Start of Records for processing
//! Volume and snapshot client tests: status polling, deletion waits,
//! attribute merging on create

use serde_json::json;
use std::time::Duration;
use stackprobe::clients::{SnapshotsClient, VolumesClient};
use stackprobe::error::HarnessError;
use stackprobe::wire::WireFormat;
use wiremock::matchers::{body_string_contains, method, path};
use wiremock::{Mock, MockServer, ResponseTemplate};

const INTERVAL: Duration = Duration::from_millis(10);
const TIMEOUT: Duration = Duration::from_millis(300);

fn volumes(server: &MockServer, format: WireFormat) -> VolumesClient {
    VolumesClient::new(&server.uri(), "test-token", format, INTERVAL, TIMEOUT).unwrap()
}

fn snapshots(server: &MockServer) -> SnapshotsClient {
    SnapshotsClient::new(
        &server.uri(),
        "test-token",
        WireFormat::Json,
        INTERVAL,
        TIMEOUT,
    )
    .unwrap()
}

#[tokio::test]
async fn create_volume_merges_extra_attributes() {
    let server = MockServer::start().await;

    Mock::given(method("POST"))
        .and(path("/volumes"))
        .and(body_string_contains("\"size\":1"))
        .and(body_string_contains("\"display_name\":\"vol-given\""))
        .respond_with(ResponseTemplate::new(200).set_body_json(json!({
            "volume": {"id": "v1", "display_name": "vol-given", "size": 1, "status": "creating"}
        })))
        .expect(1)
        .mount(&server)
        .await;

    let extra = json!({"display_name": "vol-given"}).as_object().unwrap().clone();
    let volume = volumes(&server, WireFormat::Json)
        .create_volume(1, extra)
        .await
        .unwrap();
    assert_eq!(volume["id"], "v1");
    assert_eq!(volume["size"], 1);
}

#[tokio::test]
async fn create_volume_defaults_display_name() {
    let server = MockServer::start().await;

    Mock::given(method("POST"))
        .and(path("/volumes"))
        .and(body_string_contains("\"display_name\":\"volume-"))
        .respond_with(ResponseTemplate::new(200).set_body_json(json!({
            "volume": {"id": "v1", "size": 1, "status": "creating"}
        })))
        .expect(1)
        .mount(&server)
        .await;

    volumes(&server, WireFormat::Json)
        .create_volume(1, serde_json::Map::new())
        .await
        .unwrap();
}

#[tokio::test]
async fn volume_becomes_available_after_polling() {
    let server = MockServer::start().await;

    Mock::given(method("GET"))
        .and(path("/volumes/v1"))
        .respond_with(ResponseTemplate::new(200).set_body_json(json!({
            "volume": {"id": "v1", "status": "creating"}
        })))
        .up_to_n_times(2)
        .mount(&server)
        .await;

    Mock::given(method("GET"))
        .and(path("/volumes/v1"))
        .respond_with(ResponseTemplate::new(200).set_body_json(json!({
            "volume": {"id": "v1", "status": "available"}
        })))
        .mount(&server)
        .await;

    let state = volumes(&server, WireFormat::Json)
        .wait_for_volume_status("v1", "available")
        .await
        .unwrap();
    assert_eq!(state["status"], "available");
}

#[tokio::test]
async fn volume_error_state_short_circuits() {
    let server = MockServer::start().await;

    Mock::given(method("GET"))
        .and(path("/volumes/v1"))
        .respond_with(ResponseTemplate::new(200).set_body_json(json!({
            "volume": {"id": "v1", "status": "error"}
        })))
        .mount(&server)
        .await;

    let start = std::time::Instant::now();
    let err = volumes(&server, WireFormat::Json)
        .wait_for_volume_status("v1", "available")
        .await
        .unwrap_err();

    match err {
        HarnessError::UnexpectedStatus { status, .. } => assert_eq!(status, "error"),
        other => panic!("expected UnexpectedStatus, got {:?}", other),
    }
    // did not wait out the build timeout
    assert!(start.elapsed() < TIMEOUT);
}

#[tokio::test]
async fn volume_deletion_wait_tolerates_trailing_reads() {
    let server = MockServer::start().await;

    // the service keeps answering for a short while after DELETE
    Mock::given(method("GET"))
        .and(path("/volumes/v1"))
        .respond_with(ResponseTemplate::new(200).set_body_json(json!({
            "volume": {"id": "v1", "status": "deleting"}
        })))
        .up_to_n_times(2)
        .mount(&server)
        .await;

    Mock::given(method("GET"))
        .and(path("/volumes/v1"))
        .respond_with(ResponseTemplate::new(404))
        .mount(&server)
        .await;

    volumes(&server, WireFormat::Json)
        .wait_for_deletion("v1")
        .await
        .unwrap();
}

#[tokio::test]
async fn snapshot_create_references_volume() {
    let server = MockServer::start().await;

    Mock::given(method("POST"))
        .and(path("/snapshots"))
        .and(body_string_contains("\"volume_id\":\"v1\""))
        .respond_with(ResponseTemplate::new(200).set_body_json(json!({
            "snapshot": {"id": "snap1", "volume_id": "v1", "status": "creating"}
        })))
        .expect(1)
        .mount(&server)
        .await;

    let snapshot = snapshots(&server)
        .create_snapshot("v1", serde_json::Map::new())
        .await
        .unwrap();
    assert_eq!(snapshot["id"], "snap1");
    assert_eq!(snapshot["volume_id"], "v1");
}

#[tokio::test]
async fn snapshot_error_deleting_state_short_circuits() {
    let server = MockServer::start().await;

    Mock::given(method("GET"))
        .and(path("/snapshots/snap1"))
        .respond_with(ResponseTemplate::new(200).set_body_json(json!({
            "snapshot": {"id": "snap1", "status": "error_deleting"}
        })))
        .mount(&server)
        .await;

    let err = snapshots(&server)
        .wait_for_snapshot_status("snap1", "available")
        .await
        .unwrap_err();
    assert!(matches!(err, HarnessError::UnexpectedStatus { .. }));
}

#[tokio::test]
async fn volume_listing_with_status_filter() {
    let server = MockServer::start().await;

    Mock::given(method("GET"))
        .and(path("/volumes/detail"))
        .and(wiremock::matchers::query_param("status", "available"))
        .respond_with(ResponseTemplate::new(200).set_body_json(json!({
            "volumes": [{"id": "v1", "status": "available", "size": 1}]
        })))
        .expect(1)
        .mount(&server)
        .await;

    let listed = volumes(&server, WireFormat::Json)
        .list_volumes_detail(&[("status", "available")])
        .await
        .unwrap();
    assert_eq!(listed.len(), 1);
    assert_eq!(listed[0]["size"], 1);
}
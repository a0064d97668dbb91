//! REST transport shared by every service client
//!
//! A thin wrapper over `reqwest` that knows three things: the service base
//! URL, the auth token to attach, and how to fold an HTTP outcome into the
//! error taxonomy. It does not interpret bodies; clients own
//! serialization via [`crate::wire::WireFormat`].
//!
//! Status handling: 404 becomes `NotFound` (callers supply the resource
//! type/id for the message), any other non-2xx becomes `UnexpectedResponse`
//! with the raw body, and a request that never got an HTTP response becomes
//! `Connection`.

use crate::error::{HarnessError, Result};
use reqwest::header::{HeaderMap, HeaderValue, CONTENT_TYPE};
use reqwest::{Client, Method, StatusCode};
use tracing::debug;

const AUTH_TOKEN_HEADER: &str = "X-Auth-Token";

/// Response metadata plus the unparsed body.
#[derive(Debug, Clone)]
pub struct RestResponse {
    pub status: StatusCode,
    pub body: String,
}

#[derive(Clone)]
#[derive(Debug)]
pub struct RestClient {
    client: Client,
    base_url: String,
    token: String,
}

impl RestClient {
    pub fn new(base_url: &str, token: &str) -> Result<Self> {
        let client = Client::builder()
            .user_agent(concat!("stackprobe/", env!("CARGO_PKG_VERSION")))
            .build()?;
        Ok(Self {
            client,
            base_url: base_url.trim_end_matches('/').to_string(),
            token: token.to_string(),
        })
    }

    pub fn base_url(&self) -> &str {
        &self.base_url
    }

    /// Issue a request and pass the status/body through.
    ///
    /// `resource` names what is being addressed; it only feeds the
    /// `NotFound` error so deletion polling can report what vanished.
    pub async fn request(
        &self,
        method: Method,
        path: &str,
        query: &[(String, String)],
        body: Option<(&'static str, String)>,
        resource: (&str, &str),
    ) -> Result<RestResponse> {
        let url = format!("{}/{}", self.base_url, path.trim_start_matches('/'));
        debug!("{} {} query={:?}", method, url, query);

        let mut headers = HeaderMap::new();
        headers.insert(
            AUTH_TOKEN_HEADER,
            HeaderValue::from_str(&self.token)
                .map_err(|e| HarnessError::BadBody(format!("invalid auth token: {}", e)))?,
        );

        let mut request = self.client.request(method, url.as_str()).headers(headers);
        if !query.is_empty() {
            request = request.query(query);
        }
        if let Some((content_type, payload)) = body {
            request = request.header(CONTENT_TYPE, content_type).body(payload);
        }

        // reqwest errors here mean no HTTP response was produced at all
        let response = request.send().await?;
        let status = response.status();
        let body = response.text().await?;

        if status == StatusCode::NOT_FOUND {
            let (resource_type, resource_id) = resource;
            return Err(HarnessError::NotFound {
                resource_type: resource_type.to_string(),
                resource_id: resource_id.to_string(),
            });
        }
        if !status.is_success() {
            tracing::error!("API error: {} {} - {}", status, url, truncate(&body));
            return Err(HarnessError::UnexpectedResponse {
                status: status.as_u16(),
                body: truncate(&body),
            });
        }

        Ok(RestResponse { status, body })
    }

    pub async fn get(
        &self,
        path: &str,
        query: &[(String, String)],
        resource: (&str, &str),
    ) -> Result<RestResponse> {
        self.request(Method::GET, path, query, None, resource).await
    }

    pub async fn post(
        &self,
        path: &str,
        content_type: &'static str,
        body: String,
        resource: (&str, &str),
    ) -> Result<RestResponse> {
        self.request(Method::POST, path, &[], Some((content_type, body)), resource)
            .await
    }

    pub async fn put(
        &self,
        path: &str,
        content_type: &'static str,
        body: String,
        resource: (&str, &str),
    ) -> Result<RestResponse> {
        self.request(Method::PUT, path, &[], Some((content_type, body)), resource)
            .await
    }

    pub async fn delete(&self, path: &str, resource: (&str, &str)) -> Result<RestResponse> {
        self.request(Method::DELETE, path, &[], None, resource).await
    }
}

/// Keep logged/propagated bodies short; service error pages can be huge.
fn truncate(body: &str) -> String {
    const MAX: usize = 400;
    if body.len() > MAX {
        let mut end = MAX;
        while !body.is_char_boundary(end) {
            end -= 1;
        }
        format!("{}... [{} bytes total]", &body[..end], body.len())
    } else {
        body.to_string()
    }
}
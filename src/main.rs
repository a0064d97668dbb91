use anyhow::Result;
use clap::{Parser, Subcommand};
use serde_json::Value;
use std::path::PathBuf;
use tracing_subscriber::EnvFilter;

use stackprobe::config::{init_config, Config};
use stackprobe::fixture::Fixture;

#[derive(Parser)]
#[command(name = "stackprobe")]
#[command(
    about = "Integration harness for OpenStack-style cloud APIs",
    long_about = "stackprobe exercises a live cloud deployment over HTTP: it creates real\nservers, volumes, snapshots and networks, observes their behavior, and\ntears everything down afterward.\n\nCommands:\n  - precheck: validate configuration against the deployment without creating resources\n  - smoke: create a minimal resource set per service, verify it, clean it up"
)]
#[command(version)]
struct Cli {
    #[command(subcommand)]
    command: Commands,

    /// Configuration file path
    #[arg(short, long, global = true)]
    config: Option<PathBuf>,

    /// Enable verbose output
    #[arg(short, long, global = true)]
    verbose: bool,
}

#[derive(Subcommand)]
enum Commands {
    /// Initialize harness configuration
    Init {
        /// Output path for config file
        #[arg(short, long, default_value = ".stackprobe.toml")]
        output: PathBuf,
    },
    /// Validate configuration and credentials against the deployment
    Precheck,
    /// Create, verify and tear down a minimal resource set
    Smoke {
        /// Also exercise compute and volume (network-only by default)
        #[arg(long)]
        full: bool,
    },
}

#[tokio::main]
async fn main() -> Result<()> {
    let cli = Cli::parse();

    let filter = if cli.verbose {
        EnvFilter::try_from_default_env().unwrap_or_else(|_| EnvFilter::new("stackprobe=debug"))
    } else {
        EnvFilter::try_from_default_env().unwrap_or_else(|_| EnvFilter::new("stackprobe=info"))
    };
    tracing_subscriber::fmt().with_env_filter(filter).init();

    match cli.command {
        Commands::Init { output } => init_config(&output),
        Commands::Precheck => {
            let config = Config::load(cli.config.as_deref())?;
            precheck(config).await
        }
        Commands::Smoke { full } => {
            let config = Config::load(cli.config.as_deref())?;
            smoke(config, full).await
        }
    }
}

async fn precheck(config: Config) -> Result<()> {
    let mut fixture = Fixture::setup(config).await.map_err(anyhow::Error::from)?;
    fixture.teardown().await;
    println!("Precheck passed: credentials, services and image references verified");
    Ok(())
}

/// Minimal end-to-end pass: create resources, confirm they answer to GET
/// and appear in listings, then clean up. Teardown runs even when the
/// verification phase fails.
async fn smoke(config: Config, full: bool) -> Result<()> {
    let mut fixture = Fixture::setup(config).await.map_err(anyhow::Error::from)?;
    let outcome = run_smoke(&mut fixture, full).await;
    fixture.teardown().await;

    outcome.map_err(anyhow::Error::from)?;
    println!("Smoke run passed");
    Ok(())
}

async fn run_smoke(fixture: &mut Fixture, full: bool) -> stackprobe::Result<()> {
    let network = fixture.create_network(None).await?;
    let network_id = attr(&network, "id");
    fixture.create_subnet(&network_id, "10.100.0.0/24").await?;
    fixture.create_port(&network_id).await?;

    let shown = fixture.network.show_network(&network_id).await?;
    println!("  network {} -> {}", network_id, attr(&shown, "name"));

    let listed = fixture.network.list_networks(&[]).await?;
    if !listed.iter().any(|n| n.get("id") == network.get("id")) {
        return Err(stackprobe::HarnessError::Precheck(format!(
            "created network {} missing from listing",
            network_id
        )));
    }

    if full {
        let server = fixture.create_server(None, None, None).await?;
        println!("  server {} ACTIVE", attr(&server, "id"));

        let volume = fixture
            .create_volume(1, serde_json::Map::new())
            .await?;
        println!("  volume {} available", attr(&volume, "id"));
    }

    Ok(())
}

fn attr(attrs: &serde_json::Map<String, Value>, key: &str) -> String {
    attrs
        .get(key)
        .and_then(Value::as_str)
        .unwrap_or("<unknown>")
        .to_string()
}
End of Records for processing
What the exercise asks: Lines in the listing above that contain the word "only" must be copied; leave out the rest.

Your response:
    /// `resource` names what is being addressed; it only feeds the
        /// Also exercise compute and volume (network-only by default)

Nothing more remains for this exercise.